To the MPAA — your biases are showing

Bruno is meant to "expose the rampant homophobia across the United States." The title character, a gay Austrian fashion reporter, "appears to have anal sex with a man on camera." The MPAA had a hissy fit over the dude-on-dude scene and handed down the harshest rating a non-porn film can earn.

Yet last month, The Last House on the Left was released with an R rating, and critics and audiences alike shunned it over the detailed, graphic, violent rape scene. One critic called it "stomach-churningly anti-human." The MPAA shrugged and gave it an R rating.

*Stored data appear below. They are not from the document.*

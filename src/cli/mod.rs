//! Command-line triggers for the engine operations.

use crate::{
    config::{database, settings::{DEFAULT_SETTINGS_FILE, Settings}},
    core::{
        calendar, export, goals, pipeline,
        redistribution::{self, RedistributionRequest},
    },
    errors::Result,
};
use chrono::{Local, NaiveDate};
use clap::{Args, Parser, Subcommand};
use rust_decimal::Decimal;
use sea_orm::DatabaseConnection;
use std::path::{Path, PathBuf};
use tracing::info;

/// Contract distribution and redistribution engine
#[derive(Parser, Debug)]
#[command(name = "cobranca-engine", version, about, long_about = None)]
pub struct Cli {
    /// Log at debug level
    #[arg(short, long, global = true)]
    pub verbose: bool,

    /// Settings file
    #[arg(short, long, global = true, env = "COBRANCA_CONFIG", default_value = DEFAULT_SETTINGS_FILE)]
    pub config: PathBuf,

    #[command(subcommand)]
    pub command: Command,
}

/// Edital and period a command works on.
#[derive(Args, Debug, Clone, Copy, PartialEq, Eq)]
pub struct Target {
    /// Edital id
    #[arg(long)]
    pub edital: i32,
    /// Period id
    #[arg(long)]
    pub period: i32,
}

/// Engine commands
#[derive(Subcommand, Debug)]
pub enum Command {
    /// Create missing tables and seed the criterion reference rows
    #[command(name = "init-db")]
    InitDb,

    /// Insert calendar days for a date range
    #[command(name = "seed-calendar")]
    SeedCalendar {
        /// First day
        #[arg(long)]
        from: NaiveDate,
        /// Last day
        #[arg(long)]
        to: NaiveDate,
        /// Holidays, comma separated
        #[arg(long, value_delimiter = ',')]
        holidays: Vec<NaiveDate>,
    },

    /// Run (or resume) the initial distribution of a period
    #[command(name = "run-distribution")]
    RunDistribution {
        #[command(flatten)]
        target: Target,
        /// Reference date of the run (today when omitted)
        #[arg(long)]
        dt_ref: Option<NaiveDate>,
    },

    /// Redistribute the contracts of an agency leaving mid-period
    #[command(name = "run-redistribution")]
    RunRedistribution {
        #[command(flatten)]
        target: Target,
        /// Exiting agency
        #[arg(long)]
        agency: i32,
        /// Exit date
        #[arg(long)]
        date: NaiveDate,
        /// Redistribution criterion code (8 or above)
        #[arg(long)]
        criterion: i32,
        /// New stretch factor for the period goal
        #[arg(long)]
        stretch: Option<Decimal>,
    },

    /// Project monthly goals from the latest share snapshot
    #[command(name = "project-goals")]
    ProjectGoals {
        #[command(flatten)]
        target: Target,
        /// Stretch factor overriding the period goal
        #[arg(long)]
        stretch: Option<Decimal>,
    },

    /// Write the initial distribution file
    #[command(name = "export-distribution")]
    ExportDistribution {
        #[command(flatten)]
        target: Target,
        /// Run date (latest when omitted)
        #[arg(long)]
        dt_ref: Option<NaiveDate>,
        /// Output directory
        #[arg(long)]
        output_dir: Option<PathBuf>,
    },

    /// Write the redistribution file of an exiting agency
    #[command(name = "export-redistribution")]
    ExportRedistribution {
        #[command(flatten)]
        target: Target,
        /// Exiting agency
        #[arg(long)]
        agency: i32,
        /// Output directory
        #[arg(long)]
        output_dir: Option<PathBuf>,
    },

    /// Write one analytical file per agency
    #[command(name = "export-analytical")]
    ExportAnalytical {
        #[command(flatten)]
        target: Target,
        /// Run date (latest when omitted)
        #[arg(long)]
        dt_ref: Option<NaiveDate>,
        /// Output directory
        #[arg(long)]
        output_dir: Option<PathBuf>,
    },
}

fn output_dir<'a>(given: Option<&'a PathBuf>, settings: &'a Settings) -> &'a Path {
    given.map_or(settings.export.output_dir.as_path(), PathBuf::as_path)
}

/// Runs one command against `db`.
pub async fn execute(command: &Command, settings: &Settings, db: &DatabaseConnection) -> Result<()> {
    match command {
        Command::InitDb => {
            database::create_tables(db).await?;
            info!("database ready");
        }
        Command::SeedCalendar { from, to, holidays } => {
            let inserted = calendar::seed_calendar(db, *from, *to, holidays).await?;
            info!(inserted, "calendar seeded");
        }
        Command::RunDistribution { target, dt_ref } => {
            let dt_ref = dt_ref.unwrap_or_else(|| Local::now().date_naive());
            let report =
                pipeline::run_distribution(db, target.edital, target.period, dt_ref, settings)
                    .await?;
            info!("{}", pipeline::format_distribution_report(&report));
        }
        Command::RunRedistribution {
            target,
            agency,
            date,
            criterion,
            stretch,
        } => {
            let request = RedistributionRequest {
                edital_id: target.edital,
                period_id: target.period,
                agency_id: *agency,
                exit_date: *date,
                criterion: *criterion,
                stretch: *stretch,
            };
            let report = redistribution::run_redistribution(db, &request).await?;
            info!("{}", redistribution::format_redistribution_report(&report));
        }
        Command::ProjectGoals { target, stretch } => {
            let projection =
                goals::project_goals(db, target.edital, target.period, *stretch, &settings.goals)
                    .await?;
            info!("{}", goals::format_goal_projection(&projection));
        }
        Command::ExportDistribution {
            target,
            dt_ref,
            output_dir: dir,
        } => {
            let dir = output_dir(dir.as_ref(), settings);
            export::export_distribution(db, target.edital, target.period, *dt_ref, dir).await?;
        }
        Command::ExportRedistribution {
            target,
            agency,
            output_dir: dir,
        } => {
            let dir = output_dir(dir.as_ref(), settings);
            export::export_redistribution(db, target.edital, target.period, *agency, dir).await?;
        }
        Command::ExportAnalytical {
            target,
            dt_ref,
            output_dir: dir,
        } => {
            let dir = output_dir(dir.as_ref(), settings);
            let files =
                export::export_analytical(db, target.edital, target.period, *dt_ref, dir).await?;
            info!(files = files.len(), "analytical export done");
        }
    }
    Ok(())
}

#[cfg(test)]
mod tests {
    #![allow(clippy::unwrap_used, clippy::panic)]
    use super::*;
    use crate::entities::CalendarDay;
    use crate::test_utils::*;
    use sea_orm::{EntityTrait, PaginatorTrait};

    #[test]
    fn test_parse_redistribution() {
        let cli = Cli::try_parse_from([
            "cobranca-engine",
            "run-redistribution",
            "--edital",
            "3",
            "--period",
            "7",
            "--agency",
            "4",
            "--date",
            "2025-03-26",
            "--criterion",
            "8",
            "--stretch",
            "1.10",
        ])
        .unwrap();

        let Command::RunRedistribution {
            target,
            agency,
            date: exit,
            criterion,
            stretch,
        } = cli.command
        else {
            panic!("wrong subcommand");
        };
        assert_eq!(target, Target { edital: 3, period: 7 });
        assert_eq!(agency, 4);
        assert_eq!(exit, date("2025-03-26"));
        assert_eq!(criterion, 8);
        assert_eq!(stretch, Some(dec("1.10")));
        assert!(!cli.verbose);
    }

    #[test]
    fn test_global_flags_and_holidays() {
        let cli = Cli::try_parse_from([
            "cobranca-engine",
            "seed-calendar",
            "--from",
            "2025-03-01",
            "--to",
            "2025-03-31",
            "--holidays",
            "2025-03-03,2025-03-04",
            "-v",
            "--config",
            "other.toml",
        ])
        .unwrap();

        assert!(cli.verbose);
        assert_eq!(cli.config, PathBuf::from("other.toml"));
        let Command::SeedCalendar { holidays, .. } = cli.command else {
            panic!("wrong subcommand");
        };
        assert_eq!(holidays, vec![date("2025-03-03"), date("2025-03-04")]);
    }

    #[test]
    fn test_rejects_bad_date() {
        assert!(
            Cli::try_parse_from(["cobranca-engine", "seed-calendar", "--from", "march", "--to", "2025-03-31"])
                .is_err()
        );
    }

    #[tokio::test]
    async fn test_execute_seed_calendar() -> Result<()> {
        let db = setup_test_db().await?;
        let command = Command::SeedCalendar {
            from: date("2025-03-01"),
            to: date("2025-03-31"),
            holidays: vec![date("2025-03-03")],
        };

        execute(&command, &Settings::default(), &db).await?;
        execute(&command, &Settings::default(), &db).await?;

        assert_eq!(CalendarDay::find().count(&db).await?, 31);
        Ok(())
    }
}
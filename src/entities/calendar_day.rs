//! Calendar entity - one row per day with a precomputed working-day flag.

use sea_orm::entity::prelude::*;
use serde::{Deserialize, Serialize};

/// Calendar day database model
#[derive(Clone, Debug, PartialEq, Eq, DeriveEntityModel, Serialize, Deserialize)]
#[sea_orm(table_name = "calendar_days")]
pub struct Model {
    /// The day
    #[sea_orm(primary_key, auto_increment = false)]
    pub date: Date,
    /// Year of `date`, indexed for month lookups
    pub year: i32,
    /// Month of `date` (1-12)
    pub month: i32,
    /// Whether the day counts as a business day
    pub is_business_day: bool,
}

#[derive(Copy, Clone, Debug, EnumIter, DeriveRelation)]
pub enum Relation {}

impl ActiveModelBehavior for ActiveModel {}
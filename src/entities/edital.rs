//! Edital entity - a procurement cycle under which agencies compete.

use sea_orm::entity::prelude::*;
use serde::{Deserialize, Serialize};

/// Edital database model
#[derive(Clone, Debug, PartialEq, Eq, DeriveEntityModel, Serialize, Deserialize)]
#[sea_orm(table_name = "editais")]
pub struct Model {
    /// Unique identifier
    #[sea_orm(primary_key)]
    pub id: i32,
    /// Public edital number
    pub nu_edital: i32,
    /// Year the edital was published
    pub year: i32,
    /// Free-form description
    pub description: String,
    /// When the row was created
    pub created_at: DateTime,
    /// When the row was last modified
    pub updated_at: Option<DateTime>,
    /// Soft-delete marker
    pub deleted_at: Option<DateTime>,
}

#[derive(Copy, Clone, Debug, EnumIter, DeriveRelation)]
pub enum Relation {}

impl ActiveModelBehavior for ActiveModel {}
//! Business-day calendar.
//!
//! Counts come from the precomputed `is_business_day` flag of the `calendar_days`
//! table. [`BusinessCalendar`] loads the months a computation needs once and then
//! answers every count in memory. Asking about a month that has no rows at all
//! is a [`Error::CalendarMiss`].

use crate::{
    entities::{CalendarDay, calendar_day},
    errors::{Error, Result},
};
use chrono::{Datelike, NaiveDate, Weekday};
use sea_orm::{QueryOrder, Set, prelude::*};
use std::collections::{BTreeMap, HashSet};
use tracing::debug;

const INSERT_CHUNK: usize = 500;

/// First and last day of a month.
pub fn month_bounds(year: i32, month: u32) -> Result<(NaiveDate, NaiveDate)> {
    let first =
        NaiveDate::from_ymd_opt(year, month, 1).ok_or(Error::CalendarMiss { year, month })?;
    let next = if month == 12 {
        NaiveDate::from_ymd_opt(year + 1, 1, 1)
    } else {
        NaiveDate::from_ymd_opt(year, month + 1, 1)
    };
    let last = next
        .and_then(|d| d.pred_opt())
        .ok_or(Error::CalendarMiss { year, month })?;
    Ok((first, last))
}

/// Every `(year, month)` touched by `[start, end]`, in order.
#[must_use]
pub fn months_between(start: NaiveDate, end: NaiveDate) -> Vec<(i32, u32)> {
    let mut months = Vec::new();
    let (mut year, mut month) = (start.year(), start.month());
    while (year, month) <= (end.year(), end.month()) {
        months.push((year, month));
        if month == 12 {
            year += 1;
            month = 1;
        } else {
            month += 1;
        }
    }
    months
}

/// Competence string `YYYY-MM`.
#[must_use]
pub fn competence(year: i32, month: u32) -> String {
    format!("{year:04}-{month:02}")
}

/// In-memory view over a range of calendar rows.
#[derive(Debug, Clone, Default)]
pub struct BusinessCalendar {
    days: BTreeMap<NaiveDate, bool>,
}

impl BusinessCalendar {
    /// Builds a calendar from `(date, is_business_day)` pairs.
    pub fn from_days<I>(days: I) -> Self
    where
        I: IntoIterator<Item = (NaiveDate, bool)>,
    {
        Self {
            days: days.into_iter().collect(),
        }
    }

    /// Loads every calendar row of the months touched by `[start, end]`.
    pub async fn load<C>(db: &C, start: NaiveDate, end: NaiveDate) -> Result<Self>
    where
        C: ConnectionTrait,
    {
        let (from, _) = month_bounds(start.year(), start.month())?;
        let (_, to) = month_bounds(end.year(), end.month())?;

        let rows = CalendarDay::find()
            .filter(calendar_day::Column::Date.between(from, to))
            .order_by_asc(calendar_day::Column::Date)
            .all(db)
            .await?;

        debug!(from = %from, to = %to, days = rows.len(), "calendar loaded");
        Ok(Self::from_days(
            rows.into_iter().map(|r| (r.date, r.is_business_day)),
        ))
    }

    fn ensure_month(&self, year: i32, month: u32) -> Result<(NaiveDate, NaiveDate)> {
        let (first, last) = month_bounds(year, month)?;
        if self.days.range(first..=last).next().is_none() {
            return Err(Error::CalendarMiss { year, month });
        }
        Ok((first, last))
    }

    fn count(&self, start: NaiveDate, end: NaiveDate) -> u32 {
        let count = self
            .days
            .range(start..=end)
            .filter(|(_, business)| **business)
            .count();
        u32::try_from(count).unwrap_or(u32::MAX)
    }

    /// Business days in the full month.
    pub fn business_days(&self, year: i32, month: u32) -> Result<u32> {
        let (first, last) = self.ensure_month(year, month)?;
        Ok(self.count(first, last))
    }

    /// Business days in `[start, end]`, both inclusive. Empty when `start > end`.
    pub fn business_days_in(&self, start: NaiveDate, end: NaiveDate) -> Result<u32> {
        if start > end {
            return Ok(0);
        }
        for (year, month) in months_between(start, end) {
            self.ensure_month(year, month)?;
        }
        Ok(self.count(start, end))
    }

    /// Business days from the first of the month up to and including `date`.
    pub fn business_days_until(&self, year: i32, month: u32, date: NaiveDate) -> Result<u32> {
        let (first, last) = self.ensure_month(year, month)?;
        Ok(self.count(first, date.min(last)))
    }
}

/// Inserts calendar rows for `[from, to]` that are not present yet.
///
/// Monday to Friday are business days unless listed in `holidays`.
/// Returns the number of rows inserted.
pub async fn seed_calendar<C>(
    db: &C,
    from: NaiveDate,
    to: NaiveDate,
    holidays: &[NaiveDate],
) -> Result<usize>
where
    C: ConnectionTrait,
{
    let existing: HashSet<NaiveDate> = CalendarDay::find()
        .filter(calendar_day::Column::Date.between(from, to))
        .all(db)
        .await?
        .into_iter()
        .map(|r| r.date)
        .collect();
    let holidays: HashSet<&NaiveDate> = holidays.iter().collect();

    let rows: Vec<calendar_day::ActiveModel> = from
        .iter_days()
        .take_while(|d| *d <= to)
        .filter(|d| !existing.contains(d))
        .map(|date| {
            let weekend = matches!(date.weekday(), Weekday::Sat | Weekday::Sun);
            calendar_day::ActiveModel {
                date: Set(date),
                year: Set(date.year()),
                month: Set(i32::try_from(date.month()).unwrap_or_default()),
                is_business_day: Set(!weekend && !holidays.contains(&date)),
            }
        })
        .collect();

    let inserted = rows.len();
    for chunk in rows.chunks(INSERT_CHUNK) {
        CalendarDay::insert_many(chunk.to_vec()).exec(db).await?;
    }

    debug!(inserted, "calendar seeded");
    Ok(inserted)
}

#[cfg(test)]
mod tests {
    #![allow(clippy::unwrap_used)]
    use super::*;
    use crate::test_utils::{date, setup_test_db};

    #[test]
    fn test_month_bounds() {
        assert_eq!(
            month_bounds(2024, 2).unwrap(),
            (date("2024-02-01"), date("2024-02-29"))
        );
        assert_eq!(
            month_bounds(2025, 12).unwrap(),
            (date("2025-12-01"), date("2025-12-31"))
        );
        assert!(month_bounds(2025, 13).is_err());
    }

    #[test]
    fn test_months_between_crosses_year() {
        let months = months_between(date("2024-11-15"), date("2025-02-03"));
        assert_eq!(months, vec![(2024, 11), (2024, 12), (2025, 1), (2025, 2)]);
        assert_eq!(competence(2025, 3), "2025-03");
    }

    #[tokio::test]
    async fn test_business_day_counts() -> Result<()> {
        let db = setup_test_db().await?;
        // March 2025 has 21 weekdays; Carnival Monday and Tuesday are holidays
        let holidays = [date("2025-03-03"), date("2025-03-04")];
        seed_calendar(&db, date("2025-03-01"), date("2025-03-31"), &holidays).await?;

        let calendar = BusinessCalendar::load(&db, date("2025-03-01"), date("2025-03-31")).await?;
        assert_eq!(calendar.business_days(2025, 3)?, 19);
        assert_eq!(calendar.business_days_until(2025, 3, date("2025-03-26"))?, 16);
        assert_eq!(
            calendar.business_days_in(date("2025-03-27"), date("2025-03-31"))?,
            3
        );
        assert_eq!(
            calendar.business_days_in(date("2025-03-31"), date("2025-03-01"))?,
            0
        );
        Ok(())
    }

    #[tokio::test]
    async fn test_missing_month_is_calendar_miss() -> Result<()> {
        let db = setup_test_db().await?;
        seed_calendar(&db, date("2025-03-01"), date("2025-03-31"), &[]).await?;

        let calendar = BusinessCalendar::load(&db, date("2025-03-01"), date("2025-04-30")).await?;
        assert!(matches!(
            calendar.business_days(2025, 4),
            Err(Error::CalendarMiss { year: 2025, month: 4 })
        ));
        assert!(
            calendar
                .business_days_in(date("2025-03-20"), date("2025-04-10"))
                .is_err()
        );
        Ok(())
    }

    #[tokio::test]
    async fn test_seed_calendar_skips_existing_days() -> Result<()> {
        let db = setup_test_db().await?;
        assert_eq!(
            seed_calendar(&db, date("2025-01-01"), date("2025-01-31"), &[]).await?,
            31
        );
        assert_eq!(
            seed_calendar(&db, date("2025-01-15"), date("2025-02-10"), &[]).await?,
            10
        );
        Ok(())
    }
}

A teenage girl is brutally assaulted yawn. Two adult men engaging in non-violent consensual intercourse madness! In a review of the documentary, This Film is Not Yet Rated (which exposes the biases of the board members and the board members themselves), Kirk Honeycutt of The Hollywood Reporter noted:

Board decisions in recent years reveal a strong middle-class, male, heterosexual bias. The board has declared that female orgasms in certain films go on "too long," and it comes down hard on shots of female pubic hair. Gay sex receives harsher treatment than straight sex. Graphic violence, even against women, skates free of the dreaded NC-17 rating.

The MPAA's answer to the anti-gay accusation: "We don't try to set standards, we just try to reflect them." Translation: "White, middle-class America hates the gays, so we do, too."